Data arrives in Splunk, it then needs to move through HOT/WARM>COLD/FROZEN, otherwise data will build up and you will run out of space.
1.Warm buckets move cold when either the homePath or maxWarmDBCount reach their limits.
2.Cold buckets are deleted when either the frozenTimePeriodInSecs or maxTotalDataSizeMB reach their limits.
This may help show why it’s moving – see the event_message field
index=_internal sourcetype=splunkd component=BucketMover
| fields _time, bucket, candidate, component, event_message, from, frozenTimePeriodInSecs, host, idx,latest, log_level, now, reason, splunk_server, to
| fieldformat "now"=strftime('now', "%Y/%m/%d %H:%M:%S")
| fieldformat "latest"=strftime('latest', "%Y/%m/%d %H:%M:%S")
| eval retention_days = frozenTimePeriodInSecs / 86400
| table _time component, bucket, from, to, candidate, event_message, from, frozenTimePeriodInSecs, retention_days, host, idx, now, latest, reason, splunk_server, log_level
You apply config via indexes.conf for the index for disk constrains by configuring the various options:
Settings:
frozenTimePeriodInSecs (Retention Period in seconds - Old bucket data is deleted (option to freeze it) based on the newest event -
maxTotalDataSizeMB = (Limits the overall size of the index - (hot, warm, cold moves frozen)
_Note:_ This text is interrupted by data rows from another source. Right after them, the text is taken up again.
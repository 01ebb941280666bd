//! Uniform byte-oriented sink/source over plain file, gzip, and LZMA
//! backends.

pub mod gzip;
pub mod lzma;
pub mod mem;
pub mod plain;

use crate::error::{IoErrorKind, SdsError, SdsResult};
use std::io::Write;
use std::path::Path;

/// Compression selected by file extension: `.gz` -> gzip,
/// `.xz`/`.lzma` -> LZMA, anything else -> plain.
#[derive(Debug, Clone, Copy, PartialEq, Eq)]
pub enum Compression {
    Plain,
    Gzip,
    Lzma,
}

impl Compression {
    pub fn from_path(path: &Path) -> Compression {
        match path.extension().and_then(|e| e.to_str()) {
            Some("gz") => Compression::Gzip,
            Some("xz") | Some("lzma") => Compression::Lzma,
            _ => Compression::Plain,
        }
    }

    pub fn supports_seek(self) -> bool {
        matches!(self, Compression::Plain)
    }
}

/// A uniform interface over plain/gzip/LZMA backends. Implementations own
/// their underlying file handle and release it on `close`/`Drop`.
pub trait SdsStream: Send {
    fn puts(&mut self, s: &str) -> SdsResult<()>;

    fn write_fmt_str(&mut self, formatted: &str) -> SdsResult<()> {
        self.puts(formatted)
    }

    /// Reads one line (including the trailing `\n` if present) into `dst`,
    /// truncating `dst` first. Returns the number of bytes read, `0` at EOF.
    /// Backends over LZMA must collapse the `' ' '\n'` decode artifact
    /// into a plain `'\n'` before returning.
    fn gets(&mut self, dst: &mut String) -> SdsResult<usize>;

    fn read(&mut self, buf: &mut [u8]) -> SdsResult<usize>;
    fn write(&mut self, buf: &[u8]) -> SdsResult<()>;

    fn tell(&mut self) -> SdsResult<u64>;
    fn seek(&mut self, pos: u64) -> SdsResult<()>;

    fn eof(&self) -> bool;
    fn flush(&mut self) -> SdsResult<()>;
    fn close(&mut self) -> SdsResult<()>;

    fn supports_seek(&self) -> bool;
}

/// Collapse the LZMA `' ' '\n'` decode artifact into `'\n'`. Only the LZMA
/// backend's `gets` exhibits this quirk.
pub(crate) fn collapse_lzma_newline_artifact(line: &mut String) {
    if line.ends_with(" \n") {
        line.truncate(line.len() - 2);
        line.push('\n');
    }
}

pub(crate) fn short_write_if_mismatched(written: usize, expected: usize, site: &'static str) -> SdsResult<()> {
    if written != expected {
        return Err(SdsError::io(site, IoErrorKind::ShortWrite));
    }
    Ok(())
}

pub(crate) fn flush_writer<W: Write>(w: &mut W, site: &'static str) -> SdsResult<()> {
    w.flush().map_err(|e| SdsError::io(site, IoErrorKind::Other(e)))
}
maxVolumeDataSizeMB = (limits the total size of all databases that reside on this volume)
maxWarmDBCount = (The maximum number of warm buckets moves to cold)
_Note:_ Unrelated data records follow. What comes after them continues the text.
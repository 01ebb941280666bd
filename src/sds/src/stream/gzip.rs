use super::{flush_writer, SdsStream};
use crate::error::{IoErrorKind, SdsError, SdsResult};
use flate2::read::GzDecoder;
use flate2::write::GzEncoder;
use flate2::Compression as GzLevel;
use std::fs::File;
use std::io::{BufRead, BufReader, BufWriter, Read, Write};
use std::path::Path;

const SITE: &str = "GzipStream";
/// Default accumulation block size before handing bytes to the codec.
const BLOCK_SIZE: usize = 40 * 1024;

enum Inner {
    Reader(BufReader<GzDecoder<BufReader<File>>>),
    Writer(GzEncoder<BufWriter<File>>),
}

pub struct GzipStream {
    inner: Inner,
    eof: bool,
}

impl GzipStream {
    pub fn open_write(path: &Path) -> SdsResult<Self> {
        let file = File::create(path)?;
        let writer = BufWriter::with_capacity(BLOCK_SIZE, file);
        Ok(GzipStream {
            inner: Inner::Writer(GzEncoder::new(writer, GzLevel::default())),
            eof: false,
        })
    }

    pub fn open_read(path: &Path) -> SdsResult<Self> {
        let file = File::open(path)?;
        let decoder = GzDecoder::new(BufReader::with_capacity(BLOCK_SIZE, file));
        Ok(GzipStream {
            inner: Inner::Reader(BufReader::new(decoder)),
            eof: false,
        })
    }
}

impl SdsStream for GzipStream {
    fn puts(&mut self, s: &str) -> SdsResult<()> {
        self.write(s.as_bytes())
    }

    fn gets(&mut self, dst: &mut String) -> SdsResult<usize> {
        dst.clear();
        match &mut self.inner {
            Inner::Reader(r) => {
                let n = r
                    .read_line(dst)
                    .map_err(|e| SdsError::io(SITE, IoErrorKind::Other(e)))?;
                if n == 0 {
                    self.eof = true;
                }
                Ok(n)
            }
            Inner::Writer(_) => Err(SdsError::protocol(SITE, "gets on a write-mode stream")),
        }
    }

    fn read(&mut self, buf: &mut [u8]) -> SdsResult<usize> {
        match &mut self.inner {
            Inner::Reader(r) => {
                let n = r.read(buf).map_err(|e| SdsError::io(SITE, IoErrorKind::Other(e)))?;
                if n == 0 && !buf.is_empty() {
                    self.eof = true;
                }
                Ok(n)
            }
            Inner::Writer(_) => Err(SdsError::protocol(SITE, "read on a write-mode stream")),
        }
    }

    fn write(&mut self, buf: &[u8]) -> SdsResult<()> {
        match &mut self.inner {
            Inner::Writer(w) => w.write_all(buf).map_err(|e| SdsError::io(SITE, IoErrorKind::Other(e))),
            Inner::Reader(_) => Err(SdsError::protocol(SITE, "write on a read-mode stream")),
        }
    }

    fn tell(&mut self) -> SdsResult<u64> {
        Err(SdsError::io(SITE, IoErrorKind::SeekOnCompressed))
    }

    fn seek(&mut self, _pos: u64) -> SdsResult<()> {
        Err(SdsError::io(SITE, IoErrorKind::SeekOnCompressed))
    }

    fn eof(&self) -> bool {
        self.eof
    }

    fn flush(&mut self) -> SdsResult<()> {
        match &mut self.inner {
            Inner::Writer(w) => flush_writer(w, SITE),
            Inner::Reader(_) => Ok(()),
        }
    }

    fn close(&mut self) -> SdsResult<()> {
        match &mut self.inner {
            Inner::Writer(w) => w.try_finish().map_err(|e| SdsError::io(SITE, IoErrorKind::Other(e))),
            Inner::Reader(_) => Ok(()),
        }
    }

    fn supports_seek(&self) -> bool {
        false
    }
}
maxHotBuckets = (The number of actively written open buckets - when exceeded it moves to warm state)
maxHotSpanSecs = (Specifies how long a bucket remains in the hot/warm state before moving to cold)
maxDataSize = (specifies that a hot bucket can reach before splunkd triggers a roll to warm)
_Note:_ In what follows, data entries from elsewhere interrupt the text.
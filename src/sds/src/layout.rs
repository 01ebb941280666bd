//! Ordered named definitions for parameters, arrays, columns, associates, plus
//! the version/endianness/data-mode metadata that makes up a dataset's schema.

use crate::error::{SdsError, SdsResult};
use crate::types::Type;
use std::collections::HashMap;

/// Fields shared by every definition kind.
#[derive(Debug, Clone, Default)]
pub struct CommonDef {
    pub name: String,
    pub symbol: Option<String>,
    pub units: Option<String>,
    pub description: Option<String>,
    pub format_string: Option<String>,
}

#[derive(Debug, Clone)]
pub struct ColumnDef {
    pub common: CommonDef,
    pub ty: Type,
    pub field_length: i32,
}

#[derive(Debug, Clone)]
pub struct ParameterDef {
    pub common: CommonDef,
    pub ty: Type,
    pub field_length: i32,
    pub fixed_value: Option<String>,
}

#[derive(Debug, Clone)]
pub struct ArrayDef {
    pub common: CommonDef,
    pub ty: Type,
    pub field_length: i32,
    pub dimensions: usize,
    pub group_name: Option<String>,
}

#[derive(Debug, Clone, Default)]
pub struct AssociateDef {
    pub common: CommonDef,
    pub filename: String,
    pub path: String,
    pub contents: String,
    pub sdds: bool,
}

/// `mode` of a page body plus the handful of flags that alter its physical shape.
#[derive(Debug, Clone, Copy, PartialEq, Eq)]
pub enum DataModeKind {
    Ascii,
    Binary,
}

#[derive(Debug, Clone, Copy, PartialEq, Eq)]
pub enum ByteOrder {
    Big,
    Little,
}

impl ByteOrder {
    pub fn native() -> Self {
        if cfg!(target_endian = "big") {
            ByteOrder::Big
        } else {
            ByteOrder::Little
        }
    }
}

#[derive(Debug, Clone, Copy, PartialEq, Eq)]
pub enum ColumnMemoryMode {
    FixedField,
    StreamedField,
}

impl Default for ColumnMemoryMode {
    fn default() -> Self {
        ColumnMemoryMode::StreamedField
    }
}

#[derive(Debug, Clone)]
pub struct DataMode {
    pub mode: DataModeKind,
    pub lines_per_row: u32,
    pub no_row_counts: bool,
    pub column_major: bool,
    pub fixed_row_count: bool,
    pub column_memory_mode: ColumnMemoryMode,
}

impl Default for DataMode {
    fn default() -> Self {
        DataMode {
            mode: DataModeKind::Ascii,
            lines_per_row: 1,
            no_row_counts: false,
            column_major: false,
            fixed_row_count: false,
            column_memory_mode: ColumnMemoryMode::default(),
        }
    }
}

/// Which kind of definition table a name lookup or index targets.
#[derive(Debug, Clone, Copy, PartialEq, Eq, Hash)]
pub enum DefKind {
    Column,
    Parameter,
    Array,
    Associate,
}

#[derive(Debug, Clone, Default)]
pub struct Layout {
    pub description: Option<String>,
    pub contents: Option<String>,
    pub byte_order: Option<ByteOrder>,
    pub data_mode: DataMode,

    pub columns: Vec<ColumnDef>,
    pub parameters: Vec<ParameterDef>,
    pub arrays: Vec<ArrayDef>,
    pub associates: Vec<AssociateDef>,

    column_index: HashMap<String, usize>,
    parameter_index: HashMap<String, usize>,
    array_index: HashMap<String, usize>,
    associate_index: HashMap<String, usize>,
}

impl Layout {
    pub fn new() -> Self {
        Self::default()
    }

    pub fn define_column(&mut self, def: ColumnDef) -> SdsResult<usize> {
        if self.column_index.contains_key(&def.common.name) {
            return Err(SdsError::bad_field(
                "Layout::define_column",
                format!("duplicate column name '{}'", def.common.name),
            ));
        }
        let idx = self.columns.len();
        self.column_index.insert(def.common.name.clone(), idx);
        self.columns.push(def);
        Ok(idx)
    }

    pub fn define_parameter(&mut self, def: ParameterDef) -> SdsResult<usize> {
        if self.parameter_index.contains_key(&def.common.name) {
            return Err(SdsError::bad_field(
                "Layout::define_parameter",
                format!("duplicate parameter name '{}'", def.common.name),
            ));
        }
        let idx = self.parameters.len();
        self.parameter_index.insert(def.common.name.clone(), idx);
        self.parameters.push(def);
        Ok(idx)
    }

    pub fn define_array(&mut self, def: ArrayDef) -> SdsResult<usize> {
        if self.array_index.contains_key(&def.common.name) {
            return Err(SdsError::bad_field(
                "Layout::define_array",
                format!("duplicate array name '{}'", def.common.name),
            ));
        }
        let idx = self.arrays.len();
        self.array_index.insert(def.common.name.clone(), idx);
        self.arrays.push(def);
        Ok(idx)
    }

    pub fn define_associate(&mut self, def: AssociateDef) -> SdsResult<usize> {
        if self.associate_index.contains_key(&def.common.name) {
            return Err(SdsError::bad_field(
                "Layout::define_associate",
                format!("duplicate associate name '{}'", def.common.name),
            ));
        }
        let idx = self.associates.len();
        self.associate_index.insert(def.common.name.clone(), idx);
        self.associates.push(def);
        Ok(idx)
    }

    pub fn column_named(&self, name: &str) -> Option<usize> {
        self.column_index.get(name).copied()
    }

    pub fn parameter_named(&self, name: &str) -> Option<usize> {
        self.parameter_index.get(name).copied()
    }

    pub fn array_named(&self, name: &str) -> Option<usize> {
        self.array_index.get(name).copied()
    }

    pub fn associate_named(&self, name: &str) -> Option<usize> {
        self.associate_index.get(name).copied()
    }

    pub fn n_columns(&self) -> usize {
        self.columns.len()
    }

    pub fn n_parameters(&self) -> usize {
        self.parameters.len()
    }

    pub fn n_arrays(&self) -> usize {
        self.arrays.len()
    }

    /// The lowest protocol version that can represent every type/feature
    /// present: the max of each feature's version bump.
    pub fn version(&self) -> u8 {
        let mut version = 1u8;
        let any_unsigned_16_32 = self
            .columns
            .iter()
            .map(|c| c.ty)
            .chain(self.parameters.iter().map(|p| p.ty))
            .chain(self.arrays.iter().map(|a| a.ty))
            .any(|t| t.forces_version_2());
        if any_unsigned_16_32 {
            version = version.max(2);
        }
        if self.data_mode.mode == DataModeKind::Binary && self.data_mode.column_major {
            version = version.max(3);
        }
        let any_long_double = self
            .columns
            .iter()
            .map(|c| c.ty)
            .chain(self.parameters.iter().map(|p| p.ty))
            .chain(self.arrays.iter().map(|a| a.ty))
            .any(|t| t.forces_version_4());
        if any_long_double {
            version = version.max(4);
        }
        let any_64bit_int = self
            .columns
            .iter()
            .map(|c| c.ty)
            .chain(self.parameters.iter().map(|p| p.ty))
            .chain(self.arrays.iter().map(|a| a.ty))
            .any(|t| t.forces_version_5());
        if any_64bit_int {
            version = version.max(5);
        }
        version
    }

    /// Merge: append definitions from `source` whose name is not already present
    /// in `self`.
    pub fn append_layout(&mut self, source: &Layout) -> SdsResult<()> {
        for c in &source.columns {
            if self.column_named(&c.common.name).is_none() {
                self.define_column(c.clone())?;
            }
        }
        for p in &source.parameters {
            if self.parameter_named(&p.common.name).is_none() {
                self.define_parameter(p.clone())?;
            }
        }
        for a in &source.arrays {
            if self.array_named(&a.common.name).is_none() {
                self.define_array(a.clone())?;
            }
        }
        for a in &source.associates {
            if self.associate_named(&a.common.name).is_none() {
                self.define_associate(a.clone())?;
            }
        }
        Ok(())
    }

    /// Replace `self`'s definitions outright with `source`'s, resetting the
    /// per-layout flags `CopyLayout` is documented to reset.
    pub fn copy_layout(&mut self, source: &Layout) {
        self.description = source.description.clone();
        self.contents = source.contents.clone();
        self.byte_order = source.byte_order;
        self.columns = source.columns.clone();
        self.parameters = source.parameters.clone();
        self.arrays = source.arrays.clone();
        self.associates = source.associates.clone();
        self.column_index = source.column_index.clone();
        self.parameter_index = source.parameter_index.clone();
        self.array_index = source.array_index.clone();
        self.associate_index = source.associate_index.clone();

        self.data_mode = DataMode {
            mode: source.data_mode.mode,
            lines_per_row: source.data_mode.lines_per_row,
            no_row_counts: false,
            column_major: source.data_mode.column_major,
            fixed_row_count: false,
            column_memory_mode: ColumnMemoryMode::default(),
        };
    }
}

#[cfg(test)]
mod tests {
    use super::*;

    fn col(name: &str, ty: Type) -> ColumnDef {
        ColumnDef {
            common: CommonDef {
                name: name.to_string(),
                ..Default::default()
            },
            ty,
            field_length: 0,
        }
    }

    #[test]
    fn duplicate_names_within_kind_are_rejected() {
        let mut layout = Layout::new();
        layout.define_column(col("x", Type::Int32)).unwrap();
        assert!(layout.define_column(col("x", Type::Double)).is_err());
    }

    #[test]
    fn version_bumps_to_max_applicable_feature() {
        let mut layout = Layout::new();
        layout.define_column(col("k", Type::UInt32)).unwrap();
        assert_eq!(layout.version(), 2);

        layout.define_column(col("ld", Type::LongDouble)).unwrap();
        assert_eq!(layout.version(), 4);

        layout.define_column(col("i64", Type::Int64)).unwrap();
        assert_eq!(layout.version(), 5);

        layout.data_mode.mode = DataModeKind::Binary;
        layout.data_mode.column_major = true;
        assert_eq!(layout.version(), 5);
    }

    #[test]
    fn copy_layout_resets_flags() {
        let mut source = Layout::new();
        source.define_column(col("a", Type::Int32)).unwrap();
        source.data_mode.no_row_counts = true;
        source.data_mode.fixed_row_count = true;

        let mut target = Layout::new();
        target.copy_layout(&source);
        assert_eq!(target.columns.len(), 1);
        assert!(!target.data_mode.no_row_counts);
        assert!(!target.data_mode.fixed_row_count);
    }

    #[test]
    fn append_layout_skips_existing_names() {
        let mut target = Layout::new();
        target.define_column(col("a", Type::Int32)).unwrap();

        let mut source = Layout::new();
        source.define_column(col("a", Type::Double)).unwrap();
        source.define_column(col("b", Type::Double)).unwrap();

        target.append_layout(&source).unwrap();
        assert_eq!(target.columns.len(), 2);
        assert_eq!(target.columns[0].ty, Type::Int32);
    }
}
maxVolumeDataSizeMB = (Overall Volume Size limit)
homePath.maxDataSizeMB = (limit the individual index size)
coldPath.maxDataSizeMB = (limit the individual index size)
maxVolumeDataSizeMB = (limits the total size of all databases that reside on this volume)
See the indexes.conf for details
https://docs.splunk.com/Documentation/Splunk/9.2.1/Admin/Indexesconf
Few additional remarks to an otherwise quite good explanation.
1. Cold buckets are rolled to frozen. By default it means they just get deleted but they might get archived onto a yet another storage location or processed by some external script (for example, compressed and encrypted for long-time storage). But yes, by default "freezing" equals deleting the bucket.
2. As you mentioned when listing the parameters affecting bucket lifecycle, there are also limits regarding a volume size.
So the buckets might roll from cold to frozen if any of the conditions are met:
1) The bucket is older than the retention limit (the _newest_ event in the bucket is _older_ than the limit - in other words - whole bucket contains only events older than the retention limit).
2) The index has grown beyond the size limit
3) The volume has grown beyond the size limit.
Obviously the 3) condition can be met only if your index directories are defined using volumes.
In case of the 2) condition Splunk will freeze the oldest bucket for the index (again - the one for which the newest event is oldest), but in case of the 3) condition Splunk will freeze the oldest bucket from any of the indexes contained on the volume.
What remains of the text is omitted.